34.18 A transparent liquid fills a cylindrical tank to a depth of 3.60m. There is air above the liquid. You look at normal incidence at a small pebble at the bottom of the tank. The apparent depth of the pebble below the liquid’s surface is 2.45m. What is the refractive index of this liquid?

Short answer

The refractive index of the liquid is 1.4694.

Step-by-step solution

Object - image relationship for spherical reflecting surface:

$\frac{{\mathbf{n}}_{\mathbf{1}}}{\mathbf{s}}\mathbf{+}\frac{{\mathbf{n}}_{\mathbf{2}}}{\mathbf{s}\mathbf{\text{'}}}\mathbf{=}\frac{{\mathbf{n}}_{\mathbf{2}}\mathbf{-}{\mathbf{n}}_{\mathbf{1}}}{\mathbf{R}}$

${\mathit{n}}_{\mathbf{1}}\mathbf{,}{\mathit{n}}_{\mathbf{2}}$⇒The refraction index of both of the surfaces,

s⇒object distance from the vertex of the spherical surface,

s’⇒The image distance from the vertex of the spherical surface,

R⇒The radius of the spherical surface.

The sign rules for the variables in the equation:

1. Sign rule for the object distance (s): when the object is on the same side of the refracting surface as the incoming light, object distance s is positive; otherwise, it is negative.
2. Sign rule for the image distance (s′ dash): When the image is on the same side of the refracting surface as the outgoing light (the refracted light), image distance s′ is positive; otherwise, it is negative.
3. Sign rule for the radius of curvature of a spherical surface (R): When the center of curvature C is on the same side as the outgoing light (the refracted light), the radius of curvature is positive; otherwise, it is negative.

Apply: the above equation gives us the position of an image formed by refraction of light between a spherical interface of two different mediums. To obtain this position, we need to get the radius of the spherical interface and the two refraction indexes of the mediums and the object position.

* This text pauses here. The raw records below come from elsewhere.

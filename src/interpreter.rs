/// The evaluator reduces recognized statements to results.
///
/// A statement is reduced by shifting its tokens right to left onto a stack
/// and matching phrase patterns against the front of that stack. Each matched
/// phrase is evaluated on the spot, with functions and operators dispatched
/// through the form table.
///
/// # Responsibilities
/// - Runs lines statement by statement and reports each outcome.
/// - Implements the primitive functions, operators and system names.
/// - Calls defined functions in scopes of their own.
pub mod evaluator;
/// The lexer splits a line into lexical tokens.
///
/// The tokenizer is a recursive-descent grammar over the characters of one
/// line, with a cursor that every failing rule rewinds exactly. It produces
/// names, distinguished names, literals, glyphs and statement separators;
/// blanks and comments produce nothing.
///
/// # Responsibilities
/// - Recognizes every token of the language's character set.
/// - Keeps literal text raw for the converter.
/// - Reports unrecognized characters and malformed literals with their
///   offset.
pub mod lexer;
/// The parser validates and classifies the tokens of a statement.
///
/// Conversion binds names through the symbol table and turns literals into
/// arrays. Recognition then checks the statement against the grammar and
/// retags every glyph with its syntactic role.
pub mod parser;
/// Rendering of arrays for display.
pub mod printer;
/// A session owning the workspace.
///
/// Entry point for embedding: evaluate lines, render results and define
/// functions.
pub mod session;
/// Name bindings, system parameters and defined functions.
pub mod symbol;
/// Tokens and their classes.
///
/// A token carries a class and optional content. The class records how far
/// the token has come: lexical, syntactic, semantic or a value produced
/// during reduction.
pub mod token;
/// The value module defines the runtime data of the language.
///
/// Every value is an array of characters, complex numbers and nested arrays.
///
/// # Responsibilities
/// - Enforces the shape invariant of arrays.
/// - Implements complex arithmetic and tolerant comparison.
/// - Extends scalar functions across arrays.
pub mod value;
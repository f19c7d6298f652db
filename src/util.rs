/// Numeric conversion helpers.
///
/// This module provides safe functions for converting between integer and
/// floating-point types without risking silent data loss or rounding errors.
/// Shapes, indices and counts are `usize` while every number in an array is a
/// complex `f64` pair, so these conversions sit at every boundary between the
/// two worlds.
///
/// All checked functions return a `Result`, which is `Ok` if the conversion is
/// lossless and valid, or an `AplError` if the value is out of range or not an
/// integer.
pub mod num;
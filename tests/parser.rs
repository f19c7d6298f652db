use aplite::{
    error::ErrorKind,
    interpreter::{
        evaluator::form_table::FormTable,
        lexer::tokenize,
        parser::{
            convert::convert_tokens,
            core::{Recognizer, parse},
        },
        session::Session,
        symbol::table::SymbolTable,
        token::{Token, TokenClass as T},
        value::array::{Array, Element},
    },
};

fn converted(line: &str, symbols: &SymbolTable<'_>) -> Vec<Token> {
    convert_tokens(tokenize(line).unwrap(), symbols, FormTable::standard()).unwrap()
}

fn recognized(line: &str) -> Vec<T> {
    let symbols = SymbolTable::workspace();
    let mut tokens = converted(line, &symbols);
    parse(&mut tokens).unwrap();
    tokens.iter().map(|t| t.class).collect()
}

#[test]
fn axis_and_index_brackets_are_told_apart() {
    assert_eq!(recognized("⌽[1]M"),
               vec![T::PrimitiveFunction, T::LeftAxisBracket, T::Constant, T::RightAxisBracket, T::VariableName]);
    assert_eq!(recognized("M[1;]"),
               vec![T::VariableName, T::LeftIndexBracket, T::Constant, T::IndexSeparator, T::RightIndexBracket]);
}

#[test]
fn operators_are_tagged_by_position() {
    assert_eq!(recognized("A∘.×B"),
               vec![T::VariableName, T::SmallCircle, T::DyadicOperator, T::PrimitiveFunction, T::VariableName]);
    assert_eq!(recognized("A+.×B"),
               vec![T::VariableName,
                    T::PrimitiveFunction,
                    T::DyadicOperator,
                    T::PrimitiveFunction,
                    T::VariableName]);
    assert_eq!(recognized("1 2/3 4"),
               vec![T::Constant, T::PrimitiveFunction, T::Constant]);
}

#[test]
fn assignment_and_branch() {
    assert_eq!(recognized("X←(1+2)"),
               vec![T::VariableName,
                    T::AssignmentArrow,
                    T::LeftParenthesis,
                    T::Constant,
                    T::PrimitiveFunction,
                    T::Constant,
                    T::RightParenthesis]);
    assert_eq!(recognized("→"), vec![T::BranchArrow]);
    assert_eq!(recognized("→X"), vec![T::BranchArrow, T::VariableName]);
    assert_eq!(recognized("⎕IO←0"), vec![T::SystemVariableName, T::AssignmentArrow, T::Constant]);
}

#[test]
fn empty_statement_is_valid() {
    assert!(recognized("").is_empty());
}

#[test]
fn failed_attempt_restores_every_retagged_token() {
    let symbols = SymbolTable::workspace();
    let mut tokens = converted("+.", &symbols);
    let before: Vec<T> = tokens.iter().map(|t| t.class).collect();

    let mut recognizer = Recognizer::new(&mut tokens);
    let matched = recognizer.attempt(|r| r.function() && r.dyadic_operator() && r.function());
    assert!(!matched);
    assert_eq!(recognizer.head(), 0);
    assert_eq!(recognizer.undo_len(), 0);
    let after: Vec<T> = recognizer.tokens().iter().map(|t| t.class).collect();
    assert_eq!(after, before);
}

#[test]
fn successful_rule_keeps_its_retags_in_the_undo_log() {
    let symbols = SymbolTable::workspace();
    let mut tokens = converted("+/", &symbols);
    let mut recognizer = Recognizer::new(&mut tokens);
    assert!(recognizer.operation());
    assert!(recognizer.at_end());
    assert_eq!(recognizer.undo_len(), 2);
}

#[test]
fn invalid_statement_reports_furthest_offset() {
    let symbols = SymbolTable::workspace();
    let mut tokens = converted("1 2+)", &symbols);
    let error = parse(&mut tokens).unwrap_err();
    assert_eq!(error.kind, ErrorKind::Syntax);
    assert_eq!(error.offset, Some(4));
}

#[test]
fn unsupported_glyph_fails_recognition() {
    let symbols = SymbolTable::workspace();
    let mut tokens = converted("⊃1 2", &symbols);
    assert_eq!(parse(&mut tokens).unwrap_err().kind, ErrorKind::Syntax);
}

#[test]
fn converter_materializes_literals() {
    let symbols = SymbolTable::workspace();
    let tokens = converted("'' 'A' 'ABC' 5 1 2 ⍬", &symbols);
    assert_eq!(tokens[0].array(), Some(&Array::vector(Vec::new())));
    assert_eq!(tokens[1].array(), Some(&Array::scalar(Element::Char('A'))));
    assert_eq!(tokens[2].array(), Some(&Array::chars("ABC")));
    assert_eq!(tokens[3].array(), Some(&Array::numbers([5.0, 1.0, 2.0])));
    assert_eq!(tokens[4].array(), Some(&Array::zilde()));
    assert!(tokens.iter().all(|t| t.class == T::Constant));
}

#[test]
fn converter_undoubles_quotes() {
    let symbols = SymbolTable::workspace();
    let tokens = converted("'it''s'", &symbols);
    assert_eq!(tokens[0].array(), Some(&Array::chars("it's")));
}

#[test]
fn converter_classifies_names_by_binding() {
    let mut session = Session::new();
    session.define(&["R←A PLUS B", "R←A+B"]).unwrap();
    session.define(&["R←NOW", "R←1"]).unwrap();
    session.define(&["R←(F TWICE) B", "R←F F B"]).unwrap();
    session.define(&["R←(F WITH G) B", "R←F G B"]).unwrap();
    session.execute("V←1").unwrap();

    let tokens = converted("V PLUS NOW TWICE WITH U", session.symbols());
    let classes: Vec<T> = tokens.iter().map(|t| t.class).collect();
    assert_eq!(classes,
               vec![T::VariableName,
                    T::DefinedFunctionName,
                    T::NiladicDefinedFunctionName,
                    T::DefinedMonadicOperatorName,
                    T::DefinedDyadicOperatorName,
                    T::VariableName]);
}

#[test]
fn converter_classifies_system_names_by_their_forms() {
    let symbols = SymbolTable::workspace();
    let tokens = converted("⎕PP ⎕TS ⎕NC", &symbols);
    let classes: Vec<T> = tokens.iter().map(|t| t.class).collect();
    assert_eq!(classes, vec![T::SystemVariableName, T::NiladicSystemFunctionName, T::SystemFunctionName]);
}

#[test]
fn unknown_system_name_is_a_syntax_error() {
    let symbols = SymbolTable::workspace();
    let error = convert_tokens(tokenize("1+⎕NOPE").unwrap(), &symbols, FormTable::standard()).unwrap_err();
    assert_eq!(error.kind, ErrorKind::Syntax);
    assert_eq!(error.message, "Unknown system name '⎕NOPE'.");
    assert_eq!(error.offset, Some(2));
}
use tracing::trace;

use crate::{
    error::AplError,
    interpreter::{
        evaluator::{
            core::EvalResult,
            form_table::{FormTable, Probe},
        },
        lexer::{
            glyphs::{QUOTE, ZILDE},
            numeric::parse_numbers,
        },
        symbol::table::{SymbolKind, SymbolTable, SymbolValue},
        token::{Token, TokenClass},
        value::array::{Array, Element},
    },
};

/// Binds names and materializes literals ahead of recognition.
///
/// - A simple name takes the class of its binding: unbound names and arrays
///   are variables, labels become their line number.
/// - A distinguished name is classified by the forms registered for it.
/// - Numeric and character literals become constants; a literal of one item
///   is a scalar.
///
/// # Errors
/// Returns a `SyntaxError` for an unknown distinguished name or a malformed
/// numeric literal.
///
/// # Example
/// ```
/// use aplite::interpreter::{
///     evaluator::form_table::FormTable,
///     lexer::tokenize,
///     parser::convert::convert_tokens,
///     symbol::table::SymbolTable,
///     token::TokenClass,
///     value::array::Array,
/// };
///
/// let symbols = SymbolTable::workspace();
/// let tokens = convert_tokens(tokenize("X←'A' ⎕IO").unwrap(), &symbols, FormTable::standard()).unwrap();
/// assert_eq!(tokens[0].class, TokenClass::VariableName);
/// assert_eq!(tokens[2].array(), Some(&Array::scalar('A'.into())));
/// assert_eq!(tokens[3].class, TokenClass::SystemVariableName);
/// ```
pub fn convert_tokens(tokens: Vec<Token>, symbols: &SymbolTable<'_>, forms: &FormTable) -> EvalResult<Vec<Token>> {
    tokens.into_iter()
          .map(|token| {
              let converted = convert(token, symbols, forms)?;
              trace!(class = ?converted.class, offset = converted.offset, "converted");
              Ok(converted)
          })
          .collect()
}

fn convert(token: Token, symbols: &SymbolTable<'_>, forms: &FormTable) -> EvalResult<Token> {
    let offset = token.offset;
    match token.class {
        TokenClass::SimpleIdentifier => {
            let name = token.text().unwrap_or_default();
            let class = match symbols.lookup(&name) {
                Some(SymbolValue::Label(line)) => {
                    return Ok(Token::value(TokenClass::Constant, Array::number(*line), offset));
                },
                Some(value) => name_class(value.kind()),
                None => TokenClass::VariableName,
            };
            Ok(token.with_class(class))
        },
        TokenClass::DistinguishedIdentifier => {
            let name = token.text().unwrap_or_default();
            let class = system_class(&name, forms).ok_or_else(|| {
                                                      AplError::syntax(format!("Unknown system name '{name}'."))
                                                          .at(offset)
                                                  })?;
            Ok(token.with_class(class))
        },
        TokenClass::NumericLiteral => {
            let text = token.text().unwrap_or_default();
            let numbers = parse_numbers(&text).map_err(|e| e.at(offset))?;
            let array = match numbers.as_slice() {
                [number] => Array::number(*number),
                _ => Array::numbers(numbers),
            };
            Ok(Token::value(TokenClass::Constant, array, offset))
        },
        TokenClass::CharacterLiteral => {
            let text = token.text().unwrap_or_default();
            Ok(Token::value(TokenClass::Constant, character_literal(&text), offset))
        },
        TokenClass::Primitive if token.glyph() == Some(ZILDE) => {
            Ok(Token::value(TokenClass::Constant, Array::zilde(), offset))
        },
        _ => Ok(token),
    }
}

/// Returns the class a binding of `kind` gives a name.
const fn name_class(kind: SymbolKind) -> TokenClass {
    match kind {
        SymbolKind::Variable | SymbolKind::Label => TokenClass::VariableName,
        SymbolKind::NiladicFunction => TokenClass::NiladicDefinedFunctionName,
        SymbolKind::Function => TokenClass::DefinedFunctionName,
        SymbolKind::MonadicOperator => TokenClass::DefinedMonadicOperatorName,
        SymbolKind::DyadicOperator => TokenClass::DefinedDyadicOperatorName,
    }
}

/// Classifies a distinguished name by the forms registered for it.
fn system_class(name: &str, forms: &FormTable) -> Option<TokenClass> {
    let probe = Probe::name(name);
    if forms.lookup(&[probe.clone(), Probe::glyph('←'), Probe::constant()]).is_some() {
        Some(TokenClass::SystemVariableName)
    } else if forms.lookup(std::slice::from_ref(&probe)).is_some() {
        Some(TokenClass::NiladicSystemFunctionName)
    } else if forms.lookup(&[probe.clone(), Probe::constant()]).is_some()
              || forms.lookup(&[Probe::constant(), probe, Probe::constant()]).is_some()
    {
        Some(TokenClass::SystemFunctionName)
    } else {
        None
    }
}

/// Strips the quotes of a character literal and undoubles inner quotes.
fn character_literal(text: &str) -> Array {
    let inner = text.strip_prefix(QUOTE)
                    .and_then(|rest| rest.strip_suffix(QUOTE))
                    .unwrap_or(text);
    let doubled = format!("{QUOTE}{QUOTE}");
    let chars: Vec<char> = inner.replace(&doubled, &QUOTE.to_string()).chars().collect();
    match chars.as_slice() {
        [c] => Array::scalar(Element::Char(*c)),
        _ => Array::vector(chars.into_iter().map(Element::Char).collect()),
    }
}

Note that one can use this formula for a plane interface when we put R equals to infinity as if the line of interface is considered a part of a sphere which has a radius of infinity.

Determine the refractive index of the liquid

$$\begin{gathered} n_2=1\to air \\ s=3.6m \end{gathered}$$

The image is the opposite side of the outgoing (refracted light). Therefore, $s\text{'}$→ Is negative.

$$\begin{gathered} s\text{'}=-2.45m \\ R=\infty \\ \frac{n_1}{s}+\frac{n_2}{s\text{'}} \\ =\frac{n_2-n_1}{R} \\ =\frac{n_2-n_1}{\infty }=0 \\ \frac{n_1}{s}=-\frac{n_2}{s\text{'}} \\ -\left(3.6m\right)\times \frac{1}{\left(-2.45m\right)} \\ =1.4694 \end{gathered}$$

Hence, the refractive index is 1.4694.